Synopses & Reviews
Stewart Jameson, a Scottish portrait painter fleeing his debtors in Edinburgh, has washed up on the British Empire's far shores—in the city of Boston, lately seized with the spirit of liberty. Eager to begin anew, he advertises for an apprentice, but the lad who comes knocking is no lad at all. Fanny Easton is a fallen woman from Boston's most prominent family who has disguised herself as a boy to become Jameson's defiant and seductive apprentice.
Written with wit and exuberance by accomplished historians, Blindspot is an affectionate send-up of the best of eighteenth-century fiction. It celebrates the art of the Enlightenment and the passion of the American Revolution by telling stories of ordinary people caught up in an extraordinary time.
About the Author
is a professor of American history and chair of the History Department at Brandeis University. She is the author of The Exchange Artist
and Governing the Tongue
, among other books. Her scholarship has been supported by grants from the National Endowment for the Humanities and the Andrew W. Mellon Foundation. She is currently writing a biography of the eighteenth-century American portrait painter Gilbert Stuart. She lives in Cambridge, Massachusetts, with her husband and two sons.
Jill Lepore is the David Woods Kemper 41 Professor of American History at Harvard University, where she is the chair of the History and Literature Program. She is also a regular contributor to The New Yorker. Her books include The Name of War and A Is for American. Her most recent book, New York Burning, was a finalist for the Pulitzer Prize. She lives in Cambridge, Massachusetts, with her husband, three sons, and an extraordinarily large and formidable dog of entirely mysterious extraction.
Reading Group Guide
1. Discuss the motifs of blindness and seeing in the novel. Why do you think Jane Kamensky and Jill Lepore chose Blindspot
as the novel’s title? What types of blind spots do the characters in the novel experience?
2. Jameson’s and Fanny’s narratives are quite different from each other. What are the stylistic differences between them? What aspects of Jameson’s and Fanny’s roles and experiences account for those differences? Do their styles of writing remind you of other novels you’ve read?
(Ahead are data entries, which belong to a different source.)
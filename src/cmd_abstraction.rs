//! Command execution abstraction.
//!
//! Every host mutation goes through the [`CommandExecutor`] trait so the
//! compilers and drivers can be exercised without touching the real packet
//! filter. The real implementation uses `tokio::process`, which suspends only
//! the calling task while the external tool runs.

use async_trait::async_trait;
use std::collections::VecDeque;
use std::fmt;
use std::process::Stdio;
use std::sync::Mutex;
use tokio::process::Command;
use tracing::debug;

use crate::error::{ControlError, ControlResult};

#[cfg(test)]
use mockall::automock;

/// Output from command execution
#[derive(Debug, Clone, Default, PartialEq, Eq)]
pub struct CommandOutput {
    /// Standard output from the command
    pub stdout: String,
    /// Standard error from the command
    pub stderr: String,
    /// Whether the command succeeded (exit code 0)
    pub success: bool,
    /// The exit code, if available
    pub code: Option<i32>,
}

impl CommandOutput {
    pub fn ok() -> Self {
        Self {
            success: true,
            code: Some(0),
            ..Default::default()
        }
    }

    pub fn failed(code: i32, stderr: impl Into<String>) -> Self {
        Self {
            stderr: stderr.into(),
            success: false,
            code: Some(code),
            ..Default::default()
        }
    }

    /// Diagnostic text: stderr, or stdout when the tool reports errors there
    /// (netsh and `net` write their failures to stdout).
    pub fn diagnostic(&self) -> &str {
        let stderr = self.stderr.trim();
        if stderr.is_empty() {
            self.stdout.trim()
        } else {
            stderr
        }
    }
}

/// A single external command: program plus arguments, in issue order.
#[derive(Debug, Clone, PartialEq, Eq)]
pub struct Invocation {
    pub program: String,
    pub args: Vec<String>,
}

impl Invocation {
    pub fn new<I, S>(program: &str, args: I) -> Self
    where
        I: IntoIterator<Item = S>,
        S: Into<String>,
    {
        Self {
            program: program.to_string(),
            args: args.into_iter().map(Into::into).collect(),
        }
    }
}

impl fmt::Display for Invocation {
    fn fmt(&self, f: &mut fmt::Formatter<'_>) -> fmt::Result {
        write!(f, "{}", self.program)?;
        for arg in &self.args {
            if arg.is_empty() || arg.contains(char::is_whitespace) {
                write!(f, " \"{}\"", arg)?;
            } else {
                write!(f, " {}", arg)?;
            }
        }
        Ok(())
    }
}

/// Trait for command execution, allowing dependency injection for testing.
#[cfg_attr(test, automock)]
#[async_trait]
pub trait CommandExecutor: Send + Sync {
    /// Execute a command with the given arguments and capture its output.
    ///
    /// Only a failure to start the process is an `Err`; a non-zero exit is
    /// reported through [`CommandOutput::success`].
    async fn execute(&self, cmd: &str, args: &[String]) -> std::io::Result<CommandOutput>;
}

/// Real implementation of CommandExecutor that runs actual system commands.
#[derive(Debug, Clone, Default)]
pub struct RealCommandExecutor;

impl RealCommandExecutor {
    pub fn new() -> Self {
        Self
    }
}

#[async_trait]
impl CommandExecutor for RealCommandExecutor {
    async fn execute(&self, cmd: &str, args: &[String]) -> std::io::Result<CommandOutput> {
        let output = Command::new(cmd)
            .args(args)
            .stdin(Stdio::null())
            .stdout(Stdio::piped())
            .stderr(Stdio::piped())
            .kill_on_drop(true)
            .output()
            .await?;

        Ok(CommandOutput {
            stdout: String::from_utf8_lossy(&output.stdout).to_string(),
            stderr: String::from_utf8_lossy(&output.stderr).to_string(),
            success: output.status.success(),
            code: output.status.code(),
        })
    }
}

/// Executor that records every invocation and answers from a script.
///
/// With an empty script every command succeeds, which makes it the dry-run
/// executor used by `--dry-run` on the CLI.
#[derive(Debug, Default)]
pub struct RecordingExecutor {
    calls: Mutex<Vec<Invocation>>,
    responses: Mutex<VecDeque<CommandOutput>>,
}

impl RecordingExecutor {
    pub fn new() -> Self {
        Self::default()
    }

    /// Queue outputs returned in order; once exhausted, commands succeed.
    pub fn with_responses(responses: impl IntoIterator<Item = CommandOutput>) -> Self {
        Self {
            calls: Mutex::new(Vec::new()),
            responses: Mutex::new(responses.into_iter().collect()),
        }
    }

    pub fn push_response(&self, output: CommandOutput) {
        if let Ok(mut guard) = self.responses.lock() {
            guard.push_back(output);
        }
    }

    /// Invocations seen so far, in issue order.
    pub fn calls(&self) -> Vec<Invocation> {
        self.calls.lock().map(|g| g.clone()).unwrap_or_default()
    }

    /// Number of recorded invocations whose program and first args match.
    pub fn count_matching(&self, program: &str, leading: &[&str]) -> usize {
        self.calls()
            .iter()
            .filter(|inv| {
                inv.program == program
                    && inv.args.len() >= leading.len()
                    && inv.args.iter().zip(leading).all(|(a, b)| a == b)
            })
            .count()
    }
}

#[async_trait]
impl CommandExecutor for RecordingExecutor {
    async fn execute(&self, cmd: &str, args: &[String]) -> std::io::Result<CommandOutput> {
        if let Ok(mut guard) = self.calls.lock() {
            guard.push(Invocation::new(cmd, args.iter().cloned()));
        }
        let scripted = self.responses.lock().ok().and_then(|mut g| g.pop_front());
        Ok(scripted.unwrap_or_else(CommandOutput::ok))
    }
}

/// Run one invocation and turn a non-zero exit into a [`ControlError`]
/// carrying the tool's raw diagnostic text.
pub async fn run_checked(
    executor: &dyn CommandExecutor,
    invocation: &Invocation,
) -> ControlResult<CommandOutput> {
    debug!("exec: {}", invocation);
    let output = executor
        .execute(&invocation.program, &invocation.args)
        .await
        .map_err(|e| ControlError::CommandExecution {
            program: invocation.program.clone(),
            stderr: e.to_string(),
            code: None,
        })?;

    if output.success {
        Ok(output)
    } else {
        Err(ControlError::CommandExecution {
            program: invocation.program.clone(),
            stderr: output.diagnostic().to_string(),
            code: output.code,
        })
    }
}

/// Run a sequence strictly in order, aborting on the first failure.
pub async fn run_sequence(
    executor: &dyn CommandExecutor,
    invocations: &[Invocation],
) -> ControlResult<()> {
    for invocation in invocations {
        run_checked(executor, invocation).await?;
    }
    Ok(())
}

/// Helper function to convert a slice of &str to Vec<String>.
#[cfg(test)]
fn args_to_strings(args: &[&str]) -> Vec<String> {
    args.iter().map(|s| s.to_string()).collect()
}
3. Blindspot is meant to be read as if it were written in Boston in 1764. How do the authors signal the language, values, and feel of that place in time? What role do the excerpts from the Boston Gazette, many of them loosely adapted from the actual newspaper, play in setting the mood and advancing the story? Why do you think the authors chose to tell the story with both fictional elements and historical documents?
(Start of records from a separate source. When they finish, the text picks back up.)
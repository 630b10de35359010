//! Firewall rule administration: validated create/update/delete on top of a
//! [`FirewallDriver`], plus rule groups.
//!
//! Host state is always changed first and the record second, so a stored
//! rule never describes something the host refused.

use chrono::Utc;
use std::sync::Arc;
use tracing::{info, warn};

use crate::driver::FirewallDriver;
use crate::error::{ControlError, ControlResult};
use crate::model::{EventRecord, FirewallRule, RuleGroup};
use crate::store::Records;

pub struct RuleService {
    driver: Arc<dyn FirewallDriver>,
    records: Records,
}

impl RuleService {
    pub fn new(driver: Arc<dyn FirewallDriver>, records: Records) -> Self {
        Self { driver, records }
    }

    pub async fn create(&self, rule: FirewallRule) -> ControlResult<()> {
        rule.validate()?;
        if self.records.rule(&rule.rule_name).await?.is_some() {
            return Err(ControlError::validation(format!(
                "Rule '{}' already exists",
                rule.rule_name
            )));
        }
        if let Some(group_id) = &rule.group_id {
            if self.records.group(group_id).await?.is_none() {
                warn!("Rule '{}' references unknown group {}", rule.rule_name, group_id);
            }
        }

        self.driver.apply(&rule).await?;
        self.records.save_rule(&rule).await?;
        self.audit(format!("Rule created: {} {}", rule.rule_name, rule.action.as_str()))
            .await;
        Ok(())
    }

    /// Replace the rule stored under `name` with `rule`.
    ///
    /// On [`ControlError::PartialUpdate`] the stored record is left as it was
    /// and the host no longer enforces it.
    pub async fn update(&self, name: &str, rule: FirewallRule) -> ControlResult<()> {
        rule.validate()?;
        let old = self.load(name).await?;
        if rule.rule_name != name && self.records.rule(&rule.rule_name).await?.is_some() {
            return Err(ControlError::validation(format!(
                "Rule '{}' already exists",
                rule.rule_name
            )));
        }

        if let Err(e) = self.driver.replace(&old, &rule).await {
            if e.is_partial_update() {
                warn!("Rule '{}' removed from host but replacement failed", name);
            }
            return Err(e);
        }

        if rule.rule_name != name {
            self.records.delete_rule(name).await?;
        }
        self.records.save_rule(&rule).await?;
        self.audit(format!("Rule updated: {} {}", rule.rule_name, rule.action.as_str()))
            .await;
        Ok(())
    }

    /// Remove the host rule, then the record.
    pub async fn delete(&self, name: &str) -> ControlResult<()> {
        let rule = self.load(name).await?;
        self.driver.remove(name).await?;
        self.records.delete_rule(name).await?;
        self.audit(format!("Rule deleted: {} {}", name, rule.action.as_str()))
            .await;
        Ok(())
    }

    pub async fn get(&self, name: &str) -> ControlResult<FirewallRule> {
        self.load(name).await
    }

    pub async fn list(&self) -> ControlResult<Vec<FirewallRule>> {
        Ok(self.records.rules().await?)
    }

    // --- groups ---

    pub async fn create_group(&self, name: &str, description: &str) -> ControlResult<String> {
        if name.trim().is_empty() {
            return Err(ControlError::validation("Group name must not be empty"));
        }
        let group = RuleGroup {
            group_name: name.to_string(),
            description: description.to_string(),
            created_at: Utc::now(),
        };
        let id = self.records.insert_group(&group).await?;
        info!("Rule group '{}' created (id {})", name, id);
        Ok(id)
    }

    /// Delete a group record. Member rules keep their `group_id`.
    pub async fn delete_group(&self, id: &str) -> ControlResult<()> {
        if !self.records.delete_group(id).await? {
            return Err(ControlError::NotFound(format!("group '{}'", id)));
        }
        Ok(())
    }

    pub async fn list_groups(&self) -> ControlResult<Vec<(String, RuleGroup)>> {
        Ok(self.records.groups().await?)
    }

    pub async fn list_group_rules(&self, id: &str) -> ControlResult<Vec<FirewallRule>> {
        self.load_group(id).await?;
        Ok(self
            .list()
            .await?
            .into_iter()
            .filter(|r| r.group_id.as_deref() == Some(id))
            .collect())
    }

    /// Enable or disable every rule in a group.
    ///
    /// Each rule's host state is removed, the flag persisted, then the rule
    /// re-applied with its new state. Returns the number of rules changed.
    pub async fn set_group_enabled(&self, id: &str, enable: bool) -> ControlResult<usize> {
        let group = self.load_group(id).await?;
        let members = self.list_group_rules(id).await?;

        for rule in &members {
            self.driver.remove(&rule.rule_name).await?;

            let mut updated = rule.clone();
            updated.enabled = enable;
            self.records.save_rule(&updated).await?;

            self.driver
                .apply(&updated)
                .await
                .map_err(|e| ControlError::PartialUpdate {
                    handle: rule.rule_name.clone(),
                    source: Box::new(e),
                })?;
        }

        self.audit(format!(
            "Group {}: {} rule(s) {}",
            group.group_name,
            members.len(),
            if enable { "enabled" } else { "disabled" }
        ))
        .await;
        Ok(members.len())
    }

    async fn load(&self, name: &str) -> ControlResult<FirewallRule> {
        self.records
            .rule(name)
            .await?
            .ok_or_else(|| ControlError::NotFound(format!("rule '{}'", name)))
    }

    async fn load_group(&self, id: &str) -> ControlResult<RuleGroup> {
        self.records
            .group(id)
            .await?
            .ok_or_else(|| ControlError::NotFound(format!("group '{}'", id)))
    }

    /// The audit trail is what the deny aggregator counts; losing an entry
    /// must not undo a mutation that already reached the host.
    async fn audit(&self, message: String) {
        info!("{}", message);
        if let Err(e) = self.records.append_event(&EventRecord::info(message)).await {
            warn!("Failed to record audit event: {}", e);
        }
    }
}

#[cfg(test)]
mod tests {
    use super::*;
    use crate::driver::mock::MockDriver;
    use crate::model::{Action, AlertLevel, Direction};
    use crate::store::MemoryStore;

    fn service() -> (RuleService, Arc<MockDriver>, Records) {
        let driver = Arc::new(MockDriver::new());
        let records = Records::new(Arc::new(MemoryStore::new()));
        (RuleService::new(driver.clone(), records.clone()), driver, records)
    }

    fn deny(name: &str) -> FirewallRule {
        let mut rule = FirewallRule::new(name, Direction::In, Action::Deny);
        rule.port = Some("445".to_string());
        rule
    }

    #[tokio::test]
    async fn test_create_applies_persists_and_audits() {
        let (svc, driver, records) = service();
        svc.create(deny("smb")).await.unwrap();

        assert_eq!(driver.applied_names(), vec!["smb"]);
        assert_eq!(svc.list().await.unwrap().len(), 1);
        let events = records.count_deny_events_since(Utc::now() - chrono::Duration::seconds(5)).await.unwrap();
        assert_eq!(events, 1);
    }

    #[tokio::test]
    async fn test_create_rejects_duplicate_and_invalid() {
        let (svc, driver, _) = service();
        svc.create(deny("smb")).await.unwrap();

        let err = svc.create(deny("smb")).await.unwrap_err();
        assert!(matches!(err, ControlError::Validation(_)));

        let mut half = deny("half");
        half.schedule_start = Some("08:00".to_string());
        assert!(matches!(svc.create(half).await, Err(ControlError::Validation(_))));

        let mut bad_port = deny("bad-port");
        bad_port.port = Some("70000".to_string());
        assert!(svc.create(bad_port).await.is_err());

        assert_eq!(driver.applied_names().len(), 1);
    }

    #[tokio::test]
    async fn test_apply_failure_not_persisted() {
        let (svc, driver, _) = service();
        driver.fail_next_apply("Access is denied.");
        assert!(svc.create(deny("smb")).await.is_err());
        assert!(svc.list().await.unwrap().is_empty());
    }

    #[tokio::test]
    async fn test_update_partial_keeps_old_record() {
        let (svc, driver, _) = service();
        svc.create(deny("smb")).await.unwrap();
        driver.fail_next_apply("New-NetFirewallRule : Access is denied.");

        let mut new = deny("smb");
        new.port = Some("139".to_string());
        let err = svc.update("smb", new).await.unwrap_err();

        assert!(err.is_partial_update());
        assert_eq!(svc.get("smb").await.unwrap().port.as_deref(), Some("445"));
        assert!(driver.applied_names().is_empty());
    }

    #[tokio::test]
    async fn test_update_rename() {
        let (svc, driver, _) = service();
        svc.create(deny("smb")).await.unwrap();

        svc.update("smb", deny("smb-v2")).await.unwrap();
        assert!(matches!(svc.get("smb").await, Err(ControlError::NotFound(_))));
        assert!(svc.get("smb-v2").await.is_ok());
        assert_eq!(driver.applied_names(), vec!["smb-v2"]);
    }

    #[tokio::test]
    async fn test_delete_host_first() {
        let (svc, driver, _) = service();
        svc.create(deny("smb")).await.unwrap();

        driver.fail_next_remove("No MSFT_NetFirewallRule objects found");
        assert!(svc.delete("smb").await.is_err());
        assert!(svc.get("smb").await.is_ok());

        svc.delete("smb").await.unwrap();
        assert!(svc.list().await.unwrap().is_empty());
        assert_eq!(driver.removed.lock().unwrap().as_slice(), ["smb"]);
    }

    #[tokio::test]
    async fn test_group_enable_disable() {
        let (svc, driver, records) = service();
        let gid = svc.create_group("office", "office hours").await.unwrap();

        for name in ["a", "b"] {
            let mut rule = deny(name);
            rule.group_id = Some(gid.clone());
            svc.create(rule).await.unwrap();
        }
        svc.create(deny("other")).await.unwrap();

        assert_eq!(svc.list_group_rules(&gid).await.unwrap().len(), 2);
        assert_eq!(svc.set_group_enabled(&gid, false).await.unwrap(), 2);

        for rule in svc.list_group_rules(&gid).await.unwrap() {
            assert!(!rule.enabled);
        }
        assert!(svc.get("other").await.unwrap().enabled);
        assert_eq!(driver.removed.lock().unwrap().len(), 2);

        let stored = records.rule("a").await.unwrap().unwrap();
        assert_eq!(stored.group_id.as_deref(), Some(gid.as_str()));
    }

    #[tokio::test]
    async fn test_delete_group_keeps_rules() {
        let (svc, _, _) = service();
        let gid = svc.create_group("lab", "").await.unwrap();
        let mut rule = deny("lab-ssh");
        rule.group_id = Some(gid.clone());
        svc.create(rule).await.unwrap();

        svc.delete_group(&gid).await.unwrap();
        assert_eq!(svc.get("lab-ssh").await.unwrap().group_id, Some(gid.clone()));
        assert!(matches!(svc.list_group_rules(&gid).await, Err(ControlError::NotFound(_))));
        assert!(matches!(svc.delete_group(&gid).await, Err(ControlError::NotFound(_))));
    }

    #[tokio::test]
    async fn test_audit_events_are_info() {
        let (svc, _, records) = service();
        svc.create(FirewallRule::new("web", Direction::In, Action::Allow)).await.unwrap();
        let raw = records
            .raw()
            .list(crate::store::Collection::Events)
            .await
            .unwrap();
        assert_eq!(raw.len(), 1);
        let event: EventRecord = serde_json::from_value(raw[0].1.clone()).unwrap();
        assert_eq!(event.level, AlertLevel::Info);
        assert!(event.message.contains("ALLOW"));
    }
}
4. Not long after landing in Boston, Jameson points out an irony inherent in the colonists’ desire for freedom: “Ably do they see the shackles Parliament fastens about them, but to the fetters they clasp upon others, they are strangely blind” (p. 26). What do you think of his statement? How does the novel address issues of liberty and slavery?
5. Jameson often addresses his “dear Reader” directly. Who do Jameson and Fanny assume their respective readers to be? How do their assumptions about their audience affect the ways they tell their stories?
6. In her letters to her childhood friend Elizabeth, Fanny Easton bemoans the limits placed upon female education and ambition. What constraints shaped Fanny’s life as a woman, and does she successfully escape them by posing as Francis Weston? How different were the expectations governing American women’s lives in the eighteenth century from those in our own day? What can Jameson do that Fanny can’t?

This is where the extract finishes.